AIM OF THE TASK
In the records below, count every line where the string "poisoned" appears, and reply with the count only.

DATA EXTRACTS
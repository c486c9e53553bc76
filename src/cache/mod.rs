//! Hot-reloadable in-memory copy of the mounted credential.
//!
//! The cache owns a single immutable [`CachedSecretState`] snapshot behind an
//! `Arc`. A reload builds a complete new snapshot and swaps the `Arc` under a
//! short write lock, so readers only ever see a fully-formed state.
//!
//! Once a value has been loaded it is never cleared: a failed reload keeps the
//! previous value and only records the failure.
//!
//! # Example
//!
//! ```rust,ignore
//! let cache = SecretCache::new("/etc/token/accessToken");
//! cache.reload().ok();            // initial load, failure is tolerated
//! if let Some(token) = cache.get() {
//!     use_token(token.expose());
//! }
//! ```

use chrono::{DateTime, Utc};
use std::path::{Path, PathBuf};
use std::sync::{Arc, RwLock};
use tracing::{debug, error, info};

use crate::credential::Credential;
use crate::errors::{Error, Result};
use crate::observability::metrics::MetricsRecorder;

/// Result of the most recent reload attempt
#[derive(Debug, Clone, PartialEq, Eq)]
pub enum ReloadOutcome {
    /// No reload has been attempted yet
    Pending,
    Success,
    Failure { message: String },
}

impl ReloadOutcome {
    pub fn is_success(&self) -> bool {
        matches!(self, ReloadOutcome::Success)
    }
}

/// Immutable snapshot of the cache
#[derive(Debug, Clone)]
pub struct CachedSecretState {
    /// Last successfully loaded value
    pub value: Option<Credential>,
    /// Outcome of the latest reload
    pub last_outcome: ReloadOutcome,
    /// When `value` was last replaced
    pub last_success_at: Option<DateTime<Utc>>,
    /// Number of reload attempts so far
    pub reload_count: u64,
}

impl CachedSecretState {
    fn empty() -> Self {
        Self { value: None, last_outcome: ReloadOutcome::Pending, last_success_at: None, reload_count: 0 }
    }

    pub fn is_present(&self) -> bool {
        self.value.is_some()
    }
}

/// In-memory credential cache fed from a file.
///
/// Safe to share across threads; `get` never blocks on I/O and `reload` may
/// run concurrently with readers and with other reloads (last write wins).
#[derive(Debug)]
pub struct SecretCache {
    path: PathBuf,
    state: RwLock<Arc<CachedSecretState>>,
    metrics: MetricsRecorder,
}

impl SecretCache {
    /// Creates an empty cache reading from `path`. No I/O happens here.
    pub fn new(path: impl Into<PathBuf>) -> Self {
        Self {
            path: path.into(),
            state: RwLock::new(Arc::new(CachedSecretState::empty())),
            metrics: MetricsRecorder::new(),
        }
    }

    /// Source file of the credential
    pub fn path(&self) -> &Path {
        &self.path
    }

    /// Current credential, or `None` before the first successful load.
    pub fn get(&self) -> Option<Credential> {
        self.snapshot().value.clone()
    }

    /// Whether a credential is currently held
    pub fn is_present(&self) -> bool {
        self.snapshot().is_present()
    }

    /// Full snapshot of the cached state
    pub fn snapshot(&self) -> Arc<CachedSecretState> {
        let guard = self.state.read().unwrap_or_else(|poisoned| poisoned.into_inner());
        Arc::clone(&guard)
    }

    /// Re-reads the credential file and swaps in the new value.
    ///
    /// On failure the previous value is retained, the failure is recorded in
    /// the snapshot and logged, and the error is returned to the caller.
    pub fn reload(&self) -> Result<()> {
        match std::fs::read(&self.path) {
            Ok(bytes) => {
                let credential = Credential::from_bytes(&bytes);
                let mut unchanged = false;
                self.swap(|current| {
                    unchanged = current.value.as_ref() == Some(&credential);
                    CachedSecretState {
                        value: Some(credential),
                        last_outcome: ReloadOutcome::Success,
                        last_success_at: Some(Utc::now()),
                        reload_count: current.reload_count + 1,
                    }
                });
                self.metrics.record_reload(true);
                if unchanged {
                    debug!(path = %self.path.display(), "Secret token reloaded, content unchanged");
                } else {
                    info!(path = %self.path.display(), "Secret token was reloaded successfully");
                }
                Ok(())
            }
            Err(source) => {
                let message = source.to_string();
                self.swap(|current| CachedSecretState {
                    value: current.value.clone(),
                    last_outcome: ReloadOutcome::Failure { message: message.clone() },
                    last_success_at: current.last_success_at,
                    reload_count: current.reload_count + 1,
                });
                self.metrics.record_reload(false);
                error!(
                    path = %self.path.display(),
                    error = %message,
                    retained = self.is_present(),
                    "Failed to reload secret token"
                );
                Err(Error::io(format!("reading {}", self.path.display()), source))
            }
        }
    }

    /// Builds the next snapshot from the current one under the write lock and
    /// publishes it in one assignment.
    fn swap<F>(&self, next: F)
    where
        F: FnOnce(&CachedSecretState) -> CachedSecretState,
    {
        let mut guard = self.state.write().unwrap_or_else(|poisoned| poisoned.into_inner());
        let state = next(&guard);
        *guard = Arc::new(state);
    }
}

#[cfg(test)]
mod tests {
    use super::*;
    use std::fs;
    use tempfile::TempDir;
    use tracing_test::traced_test;

    fn setup() -> (TempDir, SecretCache) {
        let dir = tempfile::tempdir().unwrap();
        let cache = SecretCache::new(dir.path().join("accessToken"));
        (dir, cache)
    }

    #[test]
    fn test_absent_before_first_load() {
        let (_dir, cache) = setup();
        assert!(cache.get().is_none());
        assert!(!cache.is_present());
        assert_eq!(cache.snapshot().last_outcome, ReloadOutcome::Pending);
    }

    #[test]
    fn test_missing_file_keeps_cache_absent() {
        let (_dir, cache) = setup();
        assert!(cache.reload().is_err());
        assert!(cache.get().is_none());
        assert!(matches!(cache.snapshot().last_outcome, ReloadOutcome::Failure { .. }));
    }

    #[test]
    fn test_reload_loads_value() {
        let (dir, cache) = setup();
        fs::write(dir.path().join("accessToken"), "abc").unwrap();

        cache.reload().unwrap();
        assert_eq!(cache.get().unwrap().expose(), "abc");
        let snapshot = cache.snapshot();
        assert!(snapshot.last_outcome.is_success());
        assert!(snapshot.last_success_at.is_some());
        assert_eq!(snapshot.reload_count, 1);
    }

    #[traced_test]
    #[test]
    fn test_value_retained_after_failed_reload() {
        let (dir, cache) = setup();
        let path = dir.path().join("accessToken");
        fs::write(&path, "abc").unwrap();
        cache.reload().unwrap();

        fs::remove_file(&path).unwrap();
        assert!(cache.reload().is_err());

        assert_eq!(cache.get().unwrap().expose(), "abc");
        assert!(!cache.snapshot().last_outcome.is_success());
        assert!(logs_contain("Failed to reload secret token"));
    }

    #[test]
    fn test_duplicate_reloads_are_idempotent() {
        let (dir, cache) = setup();
        fs::write(dir.path().join("accessToken"), "abc").unwrap();

        cache.reload().unwrap();
        let once = cache.get();
        for _ in 0..5 {
            cache.reload().unwrap();
        }
        assert_eq!(cache.get(), once);
        assert_eq!(cache.snapshot().reload_count, 6);
    }

    #[test]
    fn test_empty_file_is_a_present_value() {
        let (dir, cache) = setup();
        fs::write(dir.path().join("accessToken"), "").unwrap();

        cache.reload().unwrap();
        assert!(cache.is_present());
        assert_eq!(cache.get().unwrap().expose(), "");
    }

    #[test]
    fn test_concurrent_reloads_and_reads_never_tear() {
        let (dir, cache) = setup();
        let path = dir.path().join("accessToken");
        fs::write(&path, "value-a").unwrap();
        cache.reload().unwrap();

        let cache = Arc::new(cache);
        let mut handles = Vec::new();
        for i in 0..4 {
            let cache = Arc::clone(&cache);
            handles.push(std::thread::spawn(move || {
                for _ in 0..200 {
                    if i % 2 == 0 {
                        let _ = cache.reload();
                    } else {
                        let value = cache.get().expect("value never regresses to absent");
                        assert_eq!(value.expose(), "value-a");
                    }
                }
            }));
        }
        for handle in handles {
            handle.join().unwrap();
        }
        assert_eq!(cache.get().unwrap().expose(), "value-a");
    }
}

TASK SOLUTION
2